I share Doyle’s dubiosity.
Literature isn’t for teaching true and correct and fair history. And anyway even well-meaning editors can be wrong. Maybe we should be explaining that to children.
I remember one of the first assignments in my first university history course was to do a book review. We were to point out the books strengths and weaknesses, particularly any mistakes, errors, or distortions. I was shocked. Mistakes? How could it be wrong It must have been true! It was printed and everything!
Ah, to be so young and naive.
Not Bruce, one of my first assignments in my master’s program was to review a peer-reviewed article and determine whether the research was correctly done, the correct statistics were used, the conclusion matched the results, etc etc etc. I thought, wait. I just barely finished my bachelor’s degree, and I’m supposed to be reviewing an article written by Ph.D.s and reviewed by five Ph.D.s before it was published? Insane!
I found quite a few problems with the article.
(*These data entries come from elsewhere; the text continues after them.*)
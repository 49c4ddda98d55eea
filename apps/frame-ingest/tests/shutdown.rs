//! Shutdown and Keep-Alive Integration Tests
//!
//! Heartbeat renewal, handle loss and the close sequence.

#![allow(clippy::unwrap_used, clippy::expect_used)]

mod common;

use std::sync::Arc;
use std::time::Duration;

use frame_ingest::application::services::HeartbeatState;
use frame_ingest::{ClientError, ClientOptions, RemoteHandle, StreamEvent};

use common::{InMemoryEngine, client};

fn events(n: i64) -> Vec<StreamEvent> {
    (0..n).map(|i| StreamEvent::new(i, 1.0, 1.0)).collect()
}

#[tokio::test]
async fn close_releases_every_tracked_handle_and_disconnects() {
    let engine = Arc::new(InMemoryEngine::new());
    let client = client(&engine, ClientOptions::default());

    for i in 0..5 {
        client.read_remote(&format!("{i}.parquet"), &[]).await.unwrap();
    }
    let report = client.close().await;

    assert_eq!(report.handles_dropped, 5);
    assert_eq!(report.drop_failures, 0);
    assert_eq!(engine.dataset_count(), 0);
    assert!(engine.is_disconnected());
    assert!(client.active_handles().is_empty());
    assert!(client.is_closed());
}

#[tokio::test]
async fn operations_after_close_fail_and_second_close_is_a_no_op() {
    let engine = Arc::new(InMemoryEngine::new());
    let client = client(&engine, ClientOptions::default());
    client.read_remote("a.parquet", &[]).await.unwrap();

    client.close().await;
    let calls = engine.calls();

    assert!(matches!(
        client.read_remote("b.parquet", &[]).await,
        Err(ClientError::Closed)
    ));
    assert!(matches!(
        client.persist_batch(&events(1)).await,
        Err(ClientError::Closed)
    ));
    assert_eq!(client.close().await, Default::default());
    assert_eq!(engine.calls(), calls);
}

#[tokio::test(start_paused = true)]
async fn dataset_created_during_close_is_released_not_leaked() {
    let engine = Arc::new(InMemoryEngine::new());
    engine.set_delay("late.parquet", Duration::from_secs(1));
    let client = client(&engine, ClientOptions::default());

    let read = tokio::spawn({
        let client = Arc::clone(&client);
        async move { client.read_remote("late.parquet", &[]).await }
    });
    tokio::time::sleep(Duration::from_millis(10)).await;
    let report = client.close().await;
    assert_eq!(report.handles_dropped, 0);

    assert!(matches!(read.await.unwrap(), Err(ClientError::Closed)));
    assert!(client.active_handles().is_empty());
    assert_eq!(engine.dropped().len(), 1);
    assert_eq!(engine.dataset_count(), 0);
}

#[tokio::test]
async fn handles_expired_on_the_server_count_as_drop_failures() {
    let engine = Arc::new(InMemoryEngine::new());
    let client = client(&engine, ClientOptions::default());

    let kept = client.read_remote("kept.parquet", &[]).await.unwrap();
    let gone = client.read_remote("gone.parquet", &[]).await.unwrap();
    engine.expire(&gone);

    let report = client.close().await;
    assert_eq!(report.handles_dropped, 1);
    assert_eq!(report.drop_failures, 1);
    assert!(engine.dropped().contains(&kept));
}

#[tokio::test(start_paused = true)]
async fn heartbeat_renews_until_close() {
    let engine = Arc::new(InMemoryEngine::new());
    let client = client(&engine, ClientOptions::default());
    let handle = client.persist_batch(&events(3)).await.unwrap();

    let task = client
        .start_heartbeat(&handle, Duration::from_secs(1))
        .unwrap();
    tokio::time::sleep(Duration::from_millis(3500)).await;

    assert_eq!(engine.heartbeats(), 3);
    assert_eq!(task.status().renewals(), 3);
    assert!(task.is_running());

    let report = client.close().await;
    assert_eq!(report.heartbeats_stopped, 1);
    assert_eq!(report.heartbeats_aborted, 0);
    assert_eq!(task.state(), HeartbeatState::Cancelled);
    assert_eq!(report.handles_dropped, 1);
}

#[tokio::test(start_paused = true)]
async fn lost_handle_stops_its_heartbeat_and_is_untracked() {
    let engine = Arc::new(InMemoryEngine::new());
    let client = client(&engine, ClientOptions::default());
    let handle = client.persist_batch(&events(2)).await.unwrap();

    let task = client
        .start_heartbeat(&handle, Duration::from_secs(1))
        .unwrap();
    tokio::time::sleep(Duration::from_millis(1500)).await;
    engine.expire(&handle);
    tokio::time::sleep(Duration::from_secs(1)).await;

    assert_eq!(task.state(), HeartbeatState::HandleLost);
    assert!(!client.is_tracked(&handle));

    let report = client.close().await;
    assert_eq!(report.handles_dropped, 0);
    assert_eq!(report.drop_failures, 0);
}

#[tokio::test]
async fn scoped_body_failure_still_releases_the_handle() {
    let engine = Arc::new(InMemoryEngine::new());
    let client = client(&engine, ClientOptions::default());
    let handle = client.read_remote("scoped.parquet", &[]).await.unwrap();

    let result: Result<(), ClientError> = client
        .with_scoped(handle.clone(), |_| async {
            Err(ClientError::Remote("body failed".into()))
        })
        .await;

    assert!(matches!(result, Err(ClientError::Remote(_))));
    assert!(!client.is_tracked(&handle));
    assert_eq!(engine.dropped(), vec![handle]);
}

#[tokio::test]
async fn scoped_release_returns_the_body_value() {
    let engine = Arc::new(InMemoryEngine::new());
    let client = client(&engine, ClientOptions::default());
    let handle = client.persist_batch(&events(4)).await.unwrap();

    let rows = client
        .with_scoped(handle, |h| {
            let client = Arc::clone(&client);
            async move { client.collect(&h).await.map(|t| t.num_rows()) }
        })
        .await
        .unwrap();

    assert_eq!(rows, 4);
    assert!(client.active_handles().is_empty());
}

#[tokio::test]
async fn untracked_handles_are_not_released_on_close() {
    let engine = Arc::new(InMemoryEngine::new());
    let foreign: RemoteHandle = engine.insert(Vec::new());
    let client = client(&engine, ClientOptions::default());

    client.close().await;
    assert!(engine.dropped().is_empty());
    assert!(engine.payload(&foreign).is_some());
}

#[tokio::test(start_paused = true)]
async fn close_aborts_a_heartbeat_stuck_in_renewal() {
    let engine = Arc::new(InMemoryEngine::new());
    let grace = Duration::from_secs(2);
    let options = ClientOptions {
        shutdown_grace: grace,
        ..ClientOptions::default()
    };
    let client = client(&engine, options);
    let handle = client.persist_batch(&events(1)).await.unwrap();

    engine.set_hang_heartbeats(true);
    client
        .start_heartbeat(&handle, Duration::from_secs(1))
        .unwrap();
    tokio::time::sleep(Duration::from_millis(1500)).await;
    assert_eq!(engine.heartbeats(), 1);

    let started = tokio::time::Instant::now();
    let report = client.close().await;
    let elapsed = started.elapsed();

    assert!(elapsed >= grace, "closed after {elapsed:?}");
    assert!(elapsed < grace + Duration::from_millis(10), "closed after {elapsed:?}");
    assert_eq!(report.heartbeats_aborted, 1);
    assert_eq!(report.heartbeats_stopped, 0);
    assert_eq!(report.handles_dropped, 1);
    assert!(client.active_handles().is_empty());
}
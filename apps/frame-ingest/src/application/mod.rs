//! Application Layer - Use cases and port definitions.
//!
//! This layer contains the client, heartbeat, event stream and pipeline
//! services, and the port interfaces they drive.

/// Port interfaces for external systems (remote engine, event source).
pub mod ports;

/// Application services: client lifecycle, keep-alive, streaming, ingestion.
pub mod services;
//! In-memory remote engine shared by the integration tests.

#![allow(dead_code)]

use std::collections::HashMap;
use std::sync::Arc;
use std::sync::atomic::{AtomicBool, AtomicUsize, Ordering};
use std::time::Duration;

use async_trait::async_trait;
use futures::stream::{self, StreamExt};
use parking_lot::Mutex;

use frame_ingest::{ChunkStream, ClientError, ClientOptions, DatasetClient, RemoteEngine, RemoteHandle};

/// Engine that keeps datasets as Arrow IPC payloads in memory.
///
/// Every call sleeps for `latency`, or for the delay registered for its path
/// or handle, and records how many calls overlapped.
#[derive(Default)]
pub struct InMemoryEngine {
    latency: Duration,
    delays: Mutex<HashMap<String, Duration>>,
    datasets: Mutex<HashMap<RemoteHandle, Vec<u8>>>,
    next_id: AtomicUsize,
    in_flight: AtomicUsize,
    max_in_flight: AtomicUsize,
    calls: AtomicUsize,
    drops: Mutex<Vec<RemoteHandle>>,
    reads: Mutex<Vec<(String, RemoteHandle)>>,
    heartbeats: AtomicUsize,
    fail_creates: AtomicBool,
    hang_heartbeats: AtomicBool,
    disconnected: AtomicBool,
}

impl InMemoryEngine {
    pub fn new() -> Self {
        Self::default()
    }

    pub fn with_latency(latency: Duration) -> Self {
        Self {
            latency,
            ..Self::default()
        }
    }

    /// Register a dataset directly.
    pub fn insert(&self, payload: Vec<u8>) -> RemoteHandle {
        let handle = self.fresh_handle();
        self.datasets.lock().insert(handle.clone(), payload);
        handle
    }

    /// Forget a handle as if its TTL had run out on the server.
    pub fn expire(&self, handle: &RemoteHandle) {
        self.datasets.lock().remove(handle);
    }

    /// Make calls about `key` (a read path or a handle) take `delay`.
    pub fn set_delay(&self, key: impl Into<String>, delay: Duration) {
        self.delays.lock().insert(key.into(), delay);
    }

    /// Make every heartbeat renewal hang forever.
    pub fn set_hang_heartbeats(&self, hang: bool) {
        self.hang_heartbeats.store(hang, Ordering::SeqCst);
    }

    pub fn set_fail_creates(&self, fail: bool) {
        self.fail_creates.store(fail, Ordering::SeqCst);
    }

    pub fn dataset_count(&self) -> usize {
        self.datasets.lock().len()
    }

    pub fn payload(&self, handle: &RemoteHandle) -> Option<Vec<u8>> {
        self.datasets.lock().get(handle).cloned()
    }

    pub fn max_in_flight(&self) -> usize {
        self.max_in_flight.load(Ordering::SeqCst)
    }

    pub fn calls(&self) -> usize {
        self.calls.load(Ordering::SeqCst)
    }

    pub fn dropped(&self) -> Vec<RemoteHandle> {
        self.drops.lock().clone()
    }

    /// Completed reads as `(path, handle)`, in completion order.
    pub fn reads(&self) -> Vec<(String, RemoteHandle)> {
        self.reads.lock().clone()
    }

    pub fn heartbeats(&self) -> usize {
        self.heartbeats.load(Ordering::SeqCst)
    }

    pub fn is_disconnected(&self) -> bool {
        self.disconnected.load(Ordering::SeqCst)
    }

    fn fresh_handle(&self) -> RemoteHandle {
        RemoteHandle::new(format!("df-{}", self.next_id.fetch_add(1, Ordering::SeqCst)))
    }

    async fn enter(&self, key: &str) {
        self.calls.fetch_add(1, Ordering::SeqCst);
        let now = self.in_flight.fetch_add(1, Ordering::SeqCst) + 1;
        self.max_in_flight.fetch_max(now, Ordering::SeqCst);
        let delay = self.delays.lock().get(key).copied().unwrap_or(self.latency);
        if !delay.is_zero() {
            tokio::time::sleep(delay).await;
        }
    }

    fn leave(&self) {
        self.in_flight.fetch_sub(1, Ordering::SeqCst);
    }

    fn lookup(&self, handle: &RemoteHandle) -> Result<Vec<u8>, ClientError> {
        self.datasets
            .lock()
            .get(handle)
            .cloned()
            .ok_or_else(|| ClientError::HandleNotFound(handle.to_string()))
    }
}

#[async_trait]
impl RemoteEngine for InMemoryEngine {
    async fn read(&self, path: &str, _columns: &[String]) -> Result<RemoteHandle, ClientError> {
        self.enter(path).await;
        let result = if path.is_empty() {
            Err(ClientError::Remote("empty path".into()))
        } else {
            let handle = self.fresh_handle();
            self.datasets.lock().insert(handle.clone(), Vec::new());
            self.reads.lock().push((path.to_string(), handle.clone()));
            Ok(handle)
        };
        self.leave();
        result
    }

    async fn select(
        &self,
        handle: &RemoteHandle,
        _columns: &[String],
    ) -> Result<RemoteHandle, ClientError> {
        self.enter(handle.as_str()).await;
        let result = self.lookup(handle).map(|payload| {
            let derived = self.fresh_handle();
            self.datasets.lock().insert(derived.clone(), payload);
            derived
        });
        self.leave();
        result
    }

    async fn collect(&self, handle: &RemoteHandle) -> Result<ChunkStream, ClientError> {
        self.enter(handle.as_str()).await;
        let result = self
            .lookup(handle)
            .map(|payload| stream::iter(vec![Ok(payload)]).boxed());
        self.leave();
        result
    }

    async fn shape(&self, handle: &RemoteHandle) -> Result<(u64, u64), ClientError> {
        self.enter(handle.as_str()).await;
        let result = self.lookup(handle).and_then(|payload| {
            let batches = frame_ingest::domain::columnar::decode_ipc(&payload)?;
            let rows: usize = batches.iter().map(|b| b.num_rows()).sum();
            let columns = batches.first().map_or(0, |b| b.num_columns());
            Ok((rows as u64, columns as u64))
        });
        self.leave();
        result
    }

    async fn drop_handle(&self, handle: &RemoteHandle) -> Result<(), ClientError> {
        self.enter(handle.as_str()).await;
        let removed = self.datasets.lock().remove(handle).is_some();
        self.drops.lock().push(handle.clone());
        self.leave();
        if removed {
            Ok(())
        } else {
            Err(ClientError::HandleNotFound(handle.to_string()))
        }
    }

    async fn heartbeat(&self, handle: &RemoteHandle) -> Result<bool, ClientError> {
        self.enter(handle.as_str()).await;
        self.heartbeats.fetch_add(1, Ordering::SeqCst);
        if self.hang_heartbeats.load(Ordering::SeqCst) {
            std::future::pending::<()>().await;
        }
        let alive = self.datasets.lock().contains_key(handle);
        self.leave();
        Ok(alive)
    }

    async fn create_from_arrow(&self, arrow_ipc: Vec<u8>) -> Result<RemoteHandle, ClientError> {
        self.enter("create_from_arrow").await;
        let result = if self.fail_creates.load(Ordering::SeqCst) {
            Err(ClientError::Transport("engine unavailable".into()))
        } else {
            let handle = self.fresh_handle();
            self.datasets.lock().insert(handle.clone(), arrow_ipc);
            Ok(handle)
        };
        self.leave();
        result
    }

    async fn write_parquet(&self, handle: &RemoteHandle, _path: &str) -> Result<u64, ClientError> {
        self.enter(handle.as_str()).await;
        let result = self.lookup(handle).and_then(|payload| {
            let batches = frame_ingest::domain::columnar::decode_ipc(&payload)?;
            Ok(batches.iter().map(|b| b.num_rows() as u64).sum())
        });
        self.leave();
        result
    }

    async fn disconnect(&self) {
        self.disconnected.store(true, Ordering::SeqCst);
    }
}

/// Client over a shared in-memory engine.
pub fn client(engine: &Arc<InMemoryEngine>, options: ClientOptions) -> Arc<DatasetClient> {
    let engine: Arc<dyn RemoteEngine> = Arc::clone(engine) as Arc<dyn RemoteEngine>;
    Arc::new(DatasetClient::new(engine, options))
}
I wonder what else I might find if I reviewed it again, now that I actually have had stats classes, have a Ph.D. of my own, and have done research?
Well, “literature isn’t for teaching true and correct and fair history,” but that doesn’t mean there can’t ever be editions with notes does it? And does all fiction count as “literature”? And so on. I’m still not convinced that it’s a bad idea to have an introduction or end notes or similar for Laura Ingalls Wilder novels – not least because her daughter had a much larger hand in writing them than anyone would guess from the absence of her name. I share some of Doyle’s dubiosity but I don’t think No Notes Allowed is reasonable.
I’m not against having content notes at all. I think it’s a good idea, just as it can be a good idea to have explanations of the historical context of ‘problematic’ statues rather than pulling them down.
But as I was thinking that, I was also thinking “but who’s going to write the content notes?”
latsot, yeah, that’s part of my problem with them.
Historical context is important; that together with definitions of hard words or outdated objects is reasonable. But Doyle’s conflation of “context notes” with “trigger warnings” makes me think that’s not what he’s worried about.
I know that some fictional content can be distressing, and I agree that it’s good to help children (and teens) learn to process such content.
I don’t trust the current crop of self-appointed moral arbiters to do a good job it; that’s my main problem with the project. Though I admit Cambridge’s description of what they’re doing doesn’t sound bad.
I have an (admittedly vague) idea that teachers should address the issue in the generic as well as the specific, by emphasizing critical reading skills so that children can learn to contextualize fiction for themselves. Maybe that’s too much to ask of a ten year old.
But I didn’t say anything about fictional content that’s distressing. I said anything about historical accuracy. Granted I think accuracy about, I don’t know, what fashionable color people liked during the middle of Victoria’s reign is interesting but less needed than setting the story straight about Pa Ingalls’s theft of land, but even that isn’t because of distress but rather because it matters.
You didn’t, but Doyle did. I was reading you as if you were disagreeing with Doyle’s point, which was really about trigger warning-type content notes, instead of as “But content notes in themselves aren’t a bad thing,” which I see now is all’s you meant. My inner Devil’s Advocate was working overtime.
*Emily Litella voice* Never mind.
Hahahahaha what would we do without the Litella “never mind.”